◆ **Your assignment**
Please write back every entry exactly, character for character.

◆ **Input material**
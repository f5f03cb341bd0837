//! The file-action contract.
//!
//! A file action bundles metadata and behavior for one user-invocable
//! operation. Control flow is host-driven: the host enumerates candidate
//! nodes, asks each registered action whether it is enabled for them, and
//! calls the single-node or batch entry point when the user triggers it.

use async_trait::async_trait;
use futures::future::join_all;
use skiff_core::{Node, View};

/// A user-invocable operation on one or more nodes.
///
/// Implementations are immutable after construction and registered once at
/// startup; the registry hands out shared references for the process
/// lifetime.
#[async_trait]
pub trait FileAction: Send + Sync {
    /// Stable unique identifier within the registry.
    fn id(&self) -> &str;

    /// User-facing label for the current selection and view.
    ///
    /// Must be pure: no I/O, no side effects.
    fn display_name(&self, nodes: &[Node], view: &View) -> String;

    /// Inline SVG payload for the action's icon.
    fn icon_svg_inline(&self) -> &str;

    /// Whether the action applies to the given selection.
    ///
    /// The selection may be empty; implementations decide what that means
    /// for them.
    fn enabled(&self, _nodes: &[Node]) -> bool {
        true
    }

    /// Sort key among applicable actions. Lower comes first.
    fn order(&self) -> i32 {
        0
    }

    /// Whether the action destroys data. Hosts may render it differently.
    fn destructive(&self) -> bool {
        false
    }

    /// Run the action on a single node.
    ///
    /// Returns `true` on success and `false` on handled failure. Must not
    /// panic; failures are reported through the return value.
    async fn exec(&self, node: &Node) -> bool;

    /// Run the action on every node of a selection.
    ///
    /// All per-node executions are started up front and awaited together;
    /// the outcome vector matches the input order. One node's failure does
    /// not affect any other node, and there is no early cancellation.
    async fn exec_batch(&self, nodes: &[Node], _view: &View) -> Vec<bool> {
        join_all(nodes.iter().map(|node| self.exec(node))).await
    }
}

◆ **Solution for this task**
repository f5f03cb341bd0837
//! The file-action contract.
//!
//! A file action bundles metadata and behavior for one user-invocable
//! operation. Control flow is host-driven: the host enumerates candidate
//! nodes, asks each registered action whether it is enabled for them, and
//! calls the single-node or batch entry point when the user triggers it.

use async_trait::async_trait;
use futures::future::join_all;
use skiff_core::{Node, View};

/// A user-invocable operation on one or more nodes.
///
/// Implementations are immutable after construction and registered once at
/// startup; the registry hands out shared references for the process
/// lifetime.
#[async_trait]
pub trait FileAction: Send + Sync {
    /// Stable unique identifier within the registry.
    fn id(&self) -> &str;

    /// User-facing label for the current selection and view.
    ///
    /// Must be pure: no I/O, no side effects.
    fn display_name(&self, nodes: &[Node], view: &View) -> String;

    /// Inline SVG payload for the action's icon.
    fn icon_svg_inline(&self) -> &str;

    /// Whether the action applies to the given selection.
    ///
    /// The selection may be empty; implementations decide what that means
    /// for them.
    fn enabled(&self, _nodes: &[Node]) -> bool {
        true
    }

    /// Sort key among applicable actions. Lower comes first.
    fn order(&self) -> i32 {
        0
    }

    /// Whether the action destroys data. Hosts may render it differently.
    fn destructive(&self) -> bool {
        false
    }

    /// Run the action on a single node.
    ///
    /// Returns `true` on success and `false` on handled failure. Must not
    /// panic; failures are reported through the return value.
    async fn exec(&self, node: &Node) -> bool;

    /// Run the action on every node of a selection.
    ///
    /// All per-node executions are started up front and awaited together;
    /// the outcome vector matches the input order. One node's failure does
    /// not affect any other node, and there is no early cancellation.
    async fn exec_batch(&self, nodes: &[Node], _view: &View) -> Vec<bool> {
        join_all(nodes.iter().map(|node| self.exec(node))).await
    }
}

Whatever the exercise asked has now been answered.